Exercise brief:
Transcribe the records below exactly, from their first line through the line containing "3x3 matrix type". Omit every line after it.

(Items from a dataset)
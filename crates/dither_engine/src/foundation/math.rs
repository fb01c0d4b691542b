//! Math utilities and types
//!
//! Provides the fundamental math types used by the scene graph, the camera and
//! the uniform callbacks. All matrices follow the OpenGL clip-space convention
//! (right-handed view space, NDC depth in `[-1, 1]`).

pub use nalgebra::{
    Vector2, Vector3, Vector4,
    Matrix3, Matrix4,
    UnitQuaternion,
};

/// 2D vector type
pub type Vec2 = Vector2<f32>;

/// 3D vector type
pub type Vec3 = Vector3<f32>;

/// 4D vector type
pub type Vec4 = Vector4<f32>;

/// 3x3 matrix type
pub type Mat3 = Matrix3<f32>;

/// 4x4 matrix type
pub type Mat4 = Matrix4<f32>;

/// 3D point type
pub type Point3 = nalgebra::Point3<f32>;

/// Quaternion type for rotations
pub type Quat = UnitQuaternion<f32>;

/// Transform representing translation, rotation, and scale
#[derive(Debug, Clone, PartialEq)]
pub struct Transform {
    /// Translation in world space
    pub translation: Vec3,

    /// Rotation quaternion
    pub rotation: Quat,

    /// Scale factors
    pub scale: Vec3,
}

impl Default for Transform {
    fn default() -> Self {
        Self {
            translation: Vec3::zeros(),
            rotation: Quat::identity(),
            scale: Vec3::new(1.0, 1.0, 1.0),
        }
    }
}

impl Transform {
    /// Create a new identity transform
    pub fn identity() -> Self {
        Self::default()
    }

    /// Create a transform from a translation vector
    pub fn from_translation(translation: Vec3) -> Self {
        Self {
            translation,
            ..Default::default()
        }
    }

    /// Set the translation
    pub fn set_translation(&mut self, translation: Vec3) {
        self.translation = translation;
    }

    /// Set the rotation from Euler angles in radians, applied around X, Y and Z
    pub fn set_rotation_euler(&mut self, euler: Vec3) {
        self.rotation = Quat::from_euler_angles(euler.x, euler.y, euler.z);
    }

    /// Set a uniform scale factor
    pub fn set_uniform_scale(&mut self, scale: f32) {
        self.scale = Vec3::new(scale, scale, scale);
    }

    /// Builder-style translation
    #[must_use]
    pub fn with_translation(mut self, translation: Vec3) -> Self {
        self.translation = translation;
        self
    }

    /// Builder-style uniform scale
    #[must_use]
    pub fn with_uniform_scale(mut self, scale: f32) -> Self {
        self.set_uniform_scale(scale);
        self
    }

    /// Convert to a world matrix (translation * rotation * scale)
    pub fn to_matrix(&self) -> Mat4 {
        Mat4::new_translation(&self.translation)
            * self.rotation.to_homogeneous()
            * Mat4::new_nonuniform_scaling(&self.scale)
    }
}

/// Math utility functions
pub mod utils {
    /// Convert degrees to radians
    pub fn deg_to_rad(degrees: f32) -> f32 {
        degrees.to_radians()
    }

    /// Linear interpolation
    pub fn lerp(a: f32, b: f32, t: f32) -> f32 {
        (b - a).mul_add(t, a)
    }
}

/// Extension trait for Mat4 with additional convenience methods
pub trait Mat4Ext {
    /// Create an OpenGL-style perspective projection matrix
    fn perspective(fov_y: f32, aspect: f32, near: f32, far: f32) -> Mat4;

    /// Create a right-handed look-at view matrix
    fn look_at(eye: Vec3, target: Vec3, up: Vec3) -> Mat4;

    /// Extract the translation column of an affine matrix
    fn extract_translation(&self) -> Vec3;
}

impl Mat4Ext for Mat4 {
    fn perspective(fov_y: f32, aspect: f32, near: f32, far: f32) -> Mat4 {
        Mat4::new_perspective(aspect, fov_y, near, far)
    }

    fn look_at(eye: Vec3, target: Vec3, up: Vec3) -> Mat4 {
        Mat4::look_at_rh(&Point3::from(eye), &Point3::from(target), &up)
    }

    fn extract_translation(&self) -> Vec3 {
        Vec3::new(self.m14, self.m24, self.m34)
    }
}
//! # Dither Overlay Pass
//!
//! Draws the drawcalls of one bucket a second time with a single overlay
//! material. With the forward pass having written stencil 1 where the marker
//! object (the flag) landed, an overlay material testing `stencil == 1` and
//! `depth != stored` only shows on pixels where the overlaid object sits
//! behind the marker.
//!
//! The [`OverlayFilter`] limits which drawcalls of the bucket are
//! overlaid, so a bucket can hold geometry that should not receive the
//! effect. The filter has no default and is chosen when the pass is built.

use std::rc::Rc;

use crate::render::device::ProgramId;
use crate::render::drawcall::{BucketId, DrawcallInfo};
use crate::render::material::Material;
use crate::render::passes::{FrameContext, RenderPass};
use crate::render::RenderResult;

/// Selects the drawcalls an overlay is drawn over
#[derive(Debug, Clone, PartialEq, Eq)]
pub enum OverlayFilter {
    /// Every drawcall in the bucket
    All,
    /// Drawcalls whose own material uses this program
    SourceProgram(ProgramId),
    /// Drawcalls whose own material has this name
    SourceMaterial(String),
}

impl OverlayFilter {
    /// Whether the drawcall receives the overlay
    pub fn accepts(&self, info: &DrawcallInfo) -> bool {
        match self {
            Self::All => true,
            Self::SourceProgram(program) => info.material.program().id() == *program,
            Self::SourceMaterial(name) => info.material.name() == name,
        }
    }
}

/// Redraws a bucket with one overlay material
#[derive(Debug, Clone)]
pub struct DitherOverlayPass {
    bucket: BucketId,
    material: Rc<Material>,
    filter: OverlayFilter,
}

impl DitherOverlayPass {
    /// Overlay the drawcalls of `bucket` that `filter` accepts
    pub fn new(bucket: BucketId, material: Rc<Material>, filter: OverlayFilter) -> Self {
        Self {
            bucket,
            material,
            filter,
        }
    }

    /// Drawcall selection
    pub fn filter(&self) -> &OverlayFilter {
        &self.filter
    }

    /// Overlay material
    pub fn material(&self) -> &Rc<Material> {
        &self.material
    }
}

impl RenderPass for DitherOverlayPass {
    fn name(&self) -> &str {
        "dither-overlay"
    }

    fn required_programs(&self) -> Vec<ProgramId> {
        vec![self.material.program().id()]
    }

    fn render(&self, frame: &mut FrameContext<'_>) -> RenderResult<()> {
        let drawcalls = frame.drawcalls(self.bucket);
        let mut skipped = 0;
        for info in drawcalls {
            if !self.filter.accepts(info) {
                skipped += 1;
                continue;
            }
            frame.prepare_drawcall(info, &self.material)?;
            frame.draw_lit(info, &self.material)?;
        }
        log::trace!(
            "Dither overlay: {} of {} drawcalls in bucket {} filtered out",
            skipped,
            drawcalls.len(),
            self.bucket
        );
        Ok(())
    }
}
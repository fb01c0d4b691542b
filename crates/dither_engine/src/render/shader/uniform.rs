//! Uniform values

use std::collections::HashSet;

use crate::foundation::math::{Mat4, Vec2, Vec3, Vec4};
use crate::render::device::TextureId;

/// Set of uniform names, used for the reserved-name filter
pub type NameSet = HashSet<String>;

/// Build a [`NameSet`] from string literals
pub fn name_set<'a>(names: impl IntoIterator<Item = &'a str>) -> NameSet {
    names.into_iter().map(str::to_owned).collect()
}

/// A typed value written to a shader uniform
#[derive(Debug, Clone, Copy, PartialEq)]
pub enum UniformValue {
    /// Scalar float
    Float(f32),
    /// Scalar integer
    Int(i32),
    /// 2-component vector
    Vec2(Vec2),
    /// 3-component vector
    Vec3(Vec3),
    /// 4-component vector
    Vec4(Vec4),
    /// 4x4 matrix
    Mat4(Mat4),
    /// Texture bound to a sampler
    Texture(TextureId),
}

impl UniformValue {
    /// Short name of the value kind for diagnostics
    pub fn kind(&self) -> &'static str {
        match self {
            Self::Float(_) => "float",
            Self::Int(_) => "int",
            Self::Vec2(_) => "vec2",
            Self::Vec3(_) => "vec3",
            Self::Vec4(_) => "vec4",
            Self::Mat4(_) => "mat4",
            Self::Texture(_) => "sampler",
        }
    }

    /// Scalar float content, if any
    pub fn as_float(&self) -> Option<f32> {
        match self {
            Self::Float(v) => Some(*v),
            _ => None,
        }
    }
}

impl From<f32> for UniformValue {
    fn from(v: f32) -> Self {
        Self::Float(v)
    }
}

impl From<i32> for UniformValue {
    fn from(v: i32) -> Self {
        Self::Int(v)
    }
}

impl From<Vec2> for UniformValue {
    fn from(v: Vec2) -> Self {
        Self::Vec2(v)
    }
}

impl From<Vec3> for UniformValue {
    fn from(v: Vec3) -> Self {
        Self::Vec3(v)
    }
}

impl From<Vec4> for UniformValue {
    fn from(v: Vec4) -> Self {
        Self::Vec4(v)
    }
}

impl From<Mat4> for UniformValue {
    fn from(v: Mat4) -> Self {
        Self::Mat4(v)
    }
}

impl From<TextureId> for UniformValue {
    fn from(v: TextureId) -> Self {
        Self::Texture(v)
    }
}
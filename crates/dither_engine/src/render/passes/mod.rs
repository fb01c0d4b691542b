//! # Render Passes
//!
//! A pass consumes one bucket of drawcalls each frame and draws them with
//! either their own materials or a material of its own. The renderer runs
//! its passes in registration order; the dither overlay relies on running
//! after the forward pass so the depth and stencil buffers hold the base
//! pass results.
//!
//! ## Per-drawcall sequence
//! 1. apply the material (program, stored uniforms, fixed-function state)
//! 2. run the registry's uniform update with the drawcall's world matrix
//! 3. bind the vertex array
//! 4. light loop: update lights, set lighting render states, draw; repeat
//!    while the light update asks for another iteration

use crate::foundation::math::Mat4;
use crate::render::camera::CameraSnapshot;
use crate::render::device::{GraphicsDevice, ProgramId};
use crate::render::drawcall::{BucketId, Drawcall, DrawcallBuckets, DrawcallInfo};
use crate::render::lighting::{set_lighting_render_states, Light};
use crate::render::material::Material;
use crate::render::registry::{DrawUniformContext, FrameTunables, ShaderProgramRegistry};
use crate::render::renderer::FrameStats;
use crate::render::{RenderError, RenderResult};

pub mod dither_overlay;
pub mod forward;
pub mod skybox;

pub use dither_overlay::{DitherOverlayPass, OverlayFilter};
pub use forward::ForwardPass;
pub use skybox::SkyboxPass;

/// Everything a pass reads during one frame
///
/// Built by the renderer after the camera-changed flag and the tunables were
/// fixed for the frame; passes cannot change either.
pub struct FrameContext<'a> {
    /// Device all draws go to
    pub device: &'a mut dyn GraphicsDevice,
    /// Program callbacks
    pub registry: &'a ShaderProgramRegistry,
    /// Drawcalls collected from the scene
    pub buckets: &'a DrawcallBuckets,
    /// World matrices indexed by [`DrawcallInfo::world_matrix_index`]
    pub world_matrices: &'a [Mat4],
    /// Active lights
    pub lights: &'a [Light],
    /// Camera of the frame
    pub camera: &'a CameraSnapshot,
    /// Whether the camera moved since the previous frame
    pub camera_changed: bool,
    /// Tunables snapshotted for the frame
    pub tunables: &'a FrameTunables,
    /// Global stencil switch from the renderer configuration
    pub stencil_test_enabled: bool,
    /// Counters accumulated by the passes
    pub stats: FrameStats,
}

impl<'a> FrameContext<'a> {
    /// Drawcalls of a bucket, empty when nothing was collected into it
    pub fn drawcalls(&self, bucket: BucketId) -> &'a [DrawcallInfo] {
        self.buckets.get(bucket)
    }

    /// World matrix of a drawcall
    pub fn world_matrix(&self, info: &DrawcallInfo) -> RenderResult<Mat4> {
        self.world_matrices
            .get(info.world_matrix_index)
            .copied()
            .ok_or_else(|| RenderError::InvalidResource(format!("world matrix {} missing", info.world_matrix_index)))
    }

    /// Apply `material`, push per-drawcall uniforms and bind the geometry
    pub fn prepare_drawcall(&mut self, info: &DrawcallInfo, material: &Material) -> RenderResult<()> {
        let world_matrix = self.world_matrix(info)?;
        material.apply(self.device)?;
        if !self.stencil_test_enabled {
            self.device.set_stencil_test_enabled(false);
        }

        let ctx = DrawUniformContext {
            world_matrix,
            camera: self.camera,
            camera_changed: self.camera_changed,
            tunables: self.tunables,
        };
        self.registry.update_uniforms(material.program().id(), self.device, &ctx)?;
        self.device.bind_vertex_array(info.vertex_array);
        self.stats.drawcalls += 1;
        Ok(())
    }

    /// Draw a prepared drawcall once per light iteration
    ///
    /// Always draws at least once; later iterations blend additively.
    pub fn draw_lit(&mut self, info: &DrawcallInfo, material: &Material) -> RenderResult<()> {
        let program = material.program().id();
        let mut light_index = 0;
        let mut first = true;
        loop {
            let more = self
                .registry
                .update_lights(program, self.device, self.lights, &mut light_index)?;
            set_lighting_render_states(self.device, material.depth_state(), material.blend_mode(), first);
            info.drawcall.draw(self.device);
            self.stats.draws += 1;
            if !more {
                break;
            }
            first = false;
        }
        Ok(())
    }

    /// Draw once with the bound state, without touching lights
    pub fn draw_unlit(&mut self, drawcall: &Drawcall) {
        drawcall.draw(self.device);
        self.stats.draws += 1;
    }
}

/// A stage of the frame
pub trait RenderPass {
    /// Name used in logs
    fn name(&self) -> &str;

    /// Programs this pass draws with that must be registered
    fn required_programs(&self) -> Vec<ProgramId> {
        Vec::new()
    }

    /// Draw this pass's share of the frame
    fn render(&self, frame: &mut FrameContext<'_>) -> RenderResult<()>;
}
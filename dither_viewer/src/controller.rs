//! Scripted camera flight

use dither_engine::foundation::math::{utils, Vec3};
use dither_engine::render::Camera;

/// Moves a camera along a closed path of waypoints, always facing `target`
#[derive(Debug, Clone)]
pub struct FlybyController {
    waypoints: Vec<Vec3>,
    target: Vec3,
    frames_per_segment: u32,
    frame: u32,
}

impl FlybyController {
    /// Create a controller; the path loops back to the first waypoint
    pub fn new(waypoints: Vec<Vec3>, target: Vec3, frames_per_segment: u32) -> Self {
        Self {
            waypoints,
            target,
            frames_per_segment: frames_per_segment.max(1),
            frame: 0,
        }
    }

    /// Start far from the flag, sweep in close, and pull back out
    pub fn demo_path(start: Vec3, target: Vec3) -> Self {
        Self::new(
            vec![
                start,
                Vec3::new(-4.0, 2.0, 4.0),
                Vec3::new(1.5, 1.0, 3.0),
                Vec3::new(0.5, 0.5, 0.8),
            ],
            target,
            30,
        )
    }

    /// Position on the path at the current frame
    pub fn position(&self) -> Vec3 {
        match self.waypoints.len() {
            0 => self.target,
            1 => self.waypoints[0],
            len => {
                let segment = (self.frame / self.frames_per_segment) as usize % len;
                let t = (self.frame % self.frames_per_segment) as f32 / self.frames_per_segment as f32;
                let from = self.waypoints[segment];
                let to = self.waypoints[(segment + 1) % len];
                Vec3::new(
                    utils::lerp(from.x, to.x, t),
                    utils::lerp(from.y, to.y, t),
                    utils::lerp(from.z, to.z, t),
                )
            }
        }
    }

    /// Place `camera` for this frame and advance
    pub fn update(&mut self, camera: &mut Camera) {
        camera.set_position(self.position());
        camera.look_at(self.target, Vec3::new(0.0, 1.0, 0.0));
        self.frame = self.frame.wrapping_add(1);
    }
}
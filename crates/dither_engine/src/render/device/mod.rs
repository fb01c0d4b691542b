//! # Graphics Device Abstraction
//!
//! The lower layer the rendering core drives. A [`GraphicsDevice`] is a
//! fixed-function state machine in the OpenGL mould: programs are compiled
//! once, uniforms are written per program, and depth, stencil and blend state
//! stay bound until the next call changes them.
//!
//! Binding calls are infallible at this layer; only resource creation and
//! program compilation report errors.

use std::any::Any;

use bitflags::bitflags;

use crate::foundation::math::Vec3;
use crate::render::drawcall::Drawcall;
use crate::render::shader::{ShaderSource, UniformValue};
use crate::render::RenderResult;

pub mod software;

pub use software::{DeviceCommand, FixedFunctionState, SoftwareDevice};

/// Handle to a linked shader program
#[derive(Debug, Clone, Copy, PartialEq, Eq, Hash, PartialOrd, Ord)]
pub struct ProgramId(pub u32);

/// Handle to a vertex array object
#[derive(Debug, Clone, Copy, PartialEq, Eq, Hash)]
pub struct VertexArrayId(pub u32);

/// Handle to a texture object
#[derive(Debug, Clone, Copy, PartialEq, Eq, Hash)]
pub struct TextureId(pub u32);

/// Location of an active uniform inside a program
#[derive(Debug, Clone, Copy, PartialEq, Eq, Hash, PartialOrd, Ord)]
pub struct UniformLocation(pub u32);

/// Comparison used by the depth and stencil tests
#[derive(Debug, Clone, Copy, PartialEq, Eq, Hash)]
pub enum TestFunction {
    /// Never passes
    Never,
    /// Passes if incoming < stored
    Less,
    /// Passes if incoming == stored
    Equal,
    /// Passes if incoming <= stored
    LessEqual,
    /// Passes if incoming > stored
    Greater,
    /// Passes if incoming != stored
    NotEqual,
    /// Passes if incoming >= stored
    GreaterEqual,
    /// Always passes
    Always,
}

impl TestFunction {
    /// Evaluate the comparison with the incoming value on the left
    pub fn passes<T: PartialOrd>(self, incoming: T, stored: T) -> bool {
        match self {
            Self::Never => false,
            Self::Less => incoming < stored,
            Self::Equal => incoming == stored,
            Self::LessEqual => incoming <= stored,
            Self::Greater => incoming > stored,
            Self::NotEqual => incoming != stored,
            Self::GreaterEqual => incoming >= stored,
            Self::Always => true,
        }
    }
}

/// Action taken on the stored stencil value
#[derive(Debug, Clone, Copy, PartialEq, Eq, Hash)]
pub enum StencilOperation {
    /// Keep the current value
    Keep,
    /// Set to zero
    Zero,
    /// Set to the reference value
    Replace,
    /// Increment, clamping at the maximum
    Increment,
    /// Increment, wrapping to zero
    IncrementWrap,
    /// Decrement, clamping at zero
    Decrement,
    /// Decrement, wrapping to the maximum
    DecrementWrap,
    /// Bitwise invert
    Invert,
}

impl StencilOperation {
    /// Compute the new stencil value before the write mask is applied
    pub fn apply(self, current: u8, reference: u8) -> u8 {
        match self {
            Self::Keep => current,
            Self::Zero => 0,
            Self::Replace => reference,
            Self::Increment => current.saturating_add(1),
            Self::IncrementWrap => current.wrapping_add(1),
            Self::Decrement => current.saturating_sub(1),
            Self::DecrementWrap => current.wrapping_sub(1),
            Self::Invert => !current,
        }
    }
}

/// Depth test and depth write state
#[derive(Debug, Clone, Copy, PartialEq, Eq, Hash)]
pub struct DepthState {
    /// Test function, `None` disables the depth test (and depth writes)
    pub function: Option<TestFunction>,
    /// Whether passing fragments write their depth
    pub write: bool,
}

impl Default for DepthState {
    fn default() -> Self {
        Self {
            function: Some(TestFunction::Less),
            write: true,
        }
    }
}

/// Stencil test function, masks and operations
#[derive(Debug, Clone, Copy, PartialEq, Eq, Hash)]
pub struct StencilState {
    /// Comparison between the masked reference and the masked stored value
    pub function: TestFunction,
    /// Reference value
    pub reference: u8,
    /// Mask applied to both sides of the comparison
    pub read_mask: u8,
    /// Bits of the stored value that operations may change
    pub write_mask: u8,
    /// Operation when the stencil test fails
    pub stencil_fail: StencilOperation,
    /// Operation when the stencil test passes and the depth test fails
    pub depth_fail: StencilOperation,
    /// Operation when both tests pass
    pub depth_pass: StencilOperation,
}

impl StencilState {
    /// Evaluate the stencil test against a stored value
    pub fn test(&self, stored: u8) -> bool {
        self.function.passes(self.reference & self.read_mask, stored & self.read_mask)
    }

    /// Apply an operation to a stored value honoring the write mask
    pub fn write(&self, operation: StencilOperation, stored: u8) -> u8 {
        let updated = operation.apply(stored, self.reference);
        (stored & !self.write_mask) | (updated & self.write_mask)
    }
}

impl Default for StencilState {
    fn default() -> Self {
        Self {
            function: TestFunction::Always,
            reference: 0,
            read_mask: 0xFF,
            write_mask: 0xFF,
            stencil_fail: StencilOperation::Keep,
            depth_fail: StencilOperation::Keep,
            depth_pass: StencilOperation::Keep,
        }
    }
}

/// Color blending mode
#[derive(Debug, Clone, Copy, PartialEq, Eq, Hash, Default)]
pub enum BlendMode {
    /// Fragments overwrite the framebuffer
    #[default]
    Disabled,
    /// `dst = src + dst`, used to accumulate additional lights
    Additive,
    /// `dst = src * a + dst * (1 - a)`
    Alpha,
}

/// Primitive assembly mode of a drawcall
#[derive(Debug, Clone, Copy, PartialEq, Eq, Hash)]
pub enum PrimitiveMode {
    /// Independent triangles
    Triangles,
    /// Triangle strip
    TriangleStrip,
    /// Independent lines
    Lines,
    /// Points
    Points,
}

bitflags! {
    /// Buffers selected by a clear
    #[derive(Debug, Clone, Copy, PartialEq, Eq, Hash)]
    pub struct ClearFlags: u8 {
        /// Color buffer
        const COLOR = 0b001;
        /// Depth buffer
        const DEPTH = 0b010;
        /// Stencil buffer
        const STENCIL = 0b100;
    }
}

/// Values written by a clear
#[derive(Debug, Clone, Copy, PartialEq)]
pub struct ClearValues {
    /// RGBA color
    pub color: [f32; 4],
    /// Depth value
    pub depth: f32,
    /// Stencil value
    pub stencil: u8,
}

impl Default for ClearValues {
    fn default() -> Self {
        Self {
            color: [0.0, 0.0, 0.0, 1.0],
            depth: 1.0,
            stencil: 0,
        }
    }
}

/// GLSL-level type of an active uniform
#[derive(Debug, Clone, Copy, PartialEq, Eq, Hash)]
pub enum UniformType {
    /// `float`
    Float,
    /// `int`, `uint` or `bool`
    Int,
    /// `vec2`
    Vec2,
    /// `vec3`
    Vec3,
    /// `vec4`
    Vec4,
    /// `mat4`
    Mat4,
    /// `sampler2D`
    Sampler2D,
    /// `samplerCube`
    SamplerCube,
}

impl UniformType {
    /// Parse a GLSL type keyword
    pub fn from_glsl(keyword: &str) -> Option<Self> {
        match keyword {
            "float" => Some(Self::Float),
            "int" | "uint" | "bool" => Some(Self::Int),
            "vec2" => Some(Self::Vec2),
            "vec3" => Some(Self::Vec3),
            "vec4" => Some(Self::Vec4),
            "mat4" => Some(Self::Mat4),
            "sampler2D" => Some(Self::Sampler2D),
            "samplerCube" => Some(Self::SamplerCube),
            _ => None,
        }
    }

    /// Whether a value of this shape can be written to the uniform
    pub fn accepts(self, value: &UniformValue) -> bool {
        matches!(
            (self, value),
            (Self::Float, UniformValue::Float(_))
                | (Self::Int, UniformValue::Int(_))
                | (Self::Vec2, UniformValue::Vec2(_))
                | (Self::Vec3, UniformValue::Vec3(_))
                | (Self::Vec4, UniformValue::Vec4(_))
                | (Self::Mat4, UniformValue::Mat4(_))
                | (Self::Sampler2D | Self::SamplerCube, UniformValue::Texture(_))
        )
    }
}

/// An active uniform reported by program linking
#[derive(Debug, Clone, PartialEq, Eq)]
pub struct UniformInfo {
    /// Uniform name, array elements are reported as `Name[i]`
    pub name: String,
    /// Declared type
    pub ty: UniformType,
    /// Location used for writes
    pub location: UniformLocation,
}

/// Result of compiling and linking a program
#[derive(Debug, Clone)]
pub struct ProgramInfo {
    /// Program handle
    pub id: ProgramId,
    /// Active uniforms in declaration order
    pub uniforms: Vec<UniformInfo>,
}

/// Texture dimensionality
#[derive(Debug, Clone, Copy, PartialEq, Eq)]
pub enum TextureKind {
    /// Single 2D image
    Texture2D,
    /// Six square faces
    Cubemap,
}

/// Texture creation parameters
#[derive(Debug, Clone)]
pub struct TextureDesc {
    /// Dimensionality
    pub kind: TextureKind,
    /// Width of one face in texels
    pub width: u32,
    /// Height of one face in texels
    pub height: u32,
    /// RGBA8 texels, all faces concatenated for cubemaps
    pub pixels: Vec<[u8; 4]>,
}

impl TextureDesc {
    /// Number of texels the description must carry
    pub fn expected_texels(&self) -> usize {
        let faces = match self.kind {
            TextureKind::Texture2D => 1,
            TextureKind::Cubemap => 6,
        };
        (self.width as usize) * (self.height as usize) * faces
    }
}

/// Backend-neutral GPU interface consumed by the rendering core
///
/// All state-setting calls are synchronous; the core treats the driver as an
/// opaque synchronous call.
pub trait GraphicsDevice {
    /// Compile both stages and link them into a program
    fn build_program(&mut self, name: &str, vertex: &ShaderSource, fragment: &ShaderSource) -> RenderResult<ProgramInfo>;

    /// Make a program current
    fn use_program(&mut self, program: ProgramId);

    /// Write a uniform of a program
    fn set_uniform(&mut self, program: ProgramId, location: UniformLocation, value: &UniformValue);

    /// Bind depth test and depth write state
    fn set_depth_state(&mut self, state: DepthState);

    /// Enable or disable the stencil test globally
    fn set_stencil_test_enabled(&mut self, enabled: bool);

    /// Bind stencil function, masks and operations
    fn set_stencil_state(&mut self, state: StencilState);

    /// Bind the blend mode
    fn set_blend_mode(&mut self, mode: BlendMode);

    /// Upload positions and indices into a new vertex array
    fn create_vertex_array(&mut self, positions: &[Vec3], indices: &[u32]) -> RenderResult<VertexArrayId>;

    /// Bind a vertex array for subsequent draws
    fn bind_vertex_array(&mut self, vertex_array: VertexArrayId);

    /// Upload a texture
    fn create_texture(&mut self, desc: &TextureDesc) -> RenderResult<TextureId>;

    /// Issue a draw with the currently bound state
    fn draw(&mut self, drawcall: &Drawcall);

    /// Clear the selected buffers
    fn clear(&mut self, flags: ClearFlags, values: &ClearValues);

    /// Framebuffer size in pixels
    fn framebuffer_size(&self) -> (u32, u32);

    /// Read the color buffer back as tightly packed RGBA8 rows, top row first
    fn read_color_rgba8(&self) -> Vec<u8>;

    /// Downcast to the concrete device for inspection
    fn as_any(&self) -> &dyn Any;
}
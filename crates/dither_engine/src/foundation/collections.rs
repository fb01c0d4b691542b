//! Specialized collection types

use std::collections::HashMap;

pub use slotmap::{new_key_type, Key, SlotMap};

/// Slot map that also keeps insertion order and a name index
///
/// Keys stay valid across removals of other entries. Names are unique:
/// inserting a name again points it at the newer entry.
#[derive(Debug, Clone)]
pub struct NamedSlotMap<K: Key, V> {
    items: SlotMap<K, V>,
    order: Vec<K>,
    names: HashMap<String, K>,
}

impl<K: Key, V> NamedSlotMap<K, V> {
    /// Create an empty map
    pub fn new() -> Self {
        Self {
            items: SlotMap::with_key(),
            order: Vec::new(),
            names: HashMap::new(),
        }
    }

    /// Insert a value under `name`
    pub fn insert(&mut self, name: impl Into<String>, value: V) -> K {
        let key = self.items.insert(value);
        self.order.push(key);
        if let Some(previous) = self.names.insert(name.into(), key) {
            log::debug!("Name rebound from {:?} to {:?}", previous, key);
        }
        key
    }

    /// Remove an entry
    pub fn remove(&mut self, key: K) -> Option<V> {
        let value = self.items.remove(key)?;
        self.order.retain(|k| *k != key);
        self.names.retain(|_, k| *k != key);
        Some(value)
    }

    /// Value of a key
    pub fn get(&self, key: K) -> Option<&V> {
        self.items.get(key)
    }

    /// Mutable value of a key
    pub fn get_mut(&mut self, key: K) -> Option<&mut V> {
        self.items.get_mut(key)
    }

    /// Key bound to a name
    pub fn find(&self, name: &str) -> Option<K> {
        self.names.get(name).copied()
    }

    /// Number of entries
    pub fn len(&self) -> usize {
        self.items.len()
    }

    /// Whether the map is empty
    pub fn is_empty(&self) -> bool {
        self.items.is_empty()
    }

    /// Entries in insertion order
    pub fn iter(&self) -> impl Iterator<Item = (K, &V)> {
        self.order.iter().filter_map(|key| self.items.get(*key).map(|value| (*key, value)))
    }
}

impl<K: Key, V> Default for NamedSlotMap<K, V> {
    fn default() -> Self {
        Self::new()
    }
}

Response area:
filename crates/dither_engine/src/foundation/math.rs
repository fb01c0d4b691542b
//! Math utilities and types
//!
//! Provides the fundamental math types used by the scene graph, the camera and
//! the uniform callbacks. All matrices follow the OpenGL clip-space convention
//! (right-handed view space, NDC depth in `[-1, 1]`).

pub use nalgebra::{
    Vector2, Vector3, Vector4,
    Matrix3, Matrix4,
    UnitQuaternion,
};

/// 2D vector type
pub type Vec2 = Vector2<f32>;

/// 3D vector type
pub type Vec3 = Vector3<f32>;

/// 4D vector type
pub type Vec4 = Vector4<f32>;

/// 3x3 matrix type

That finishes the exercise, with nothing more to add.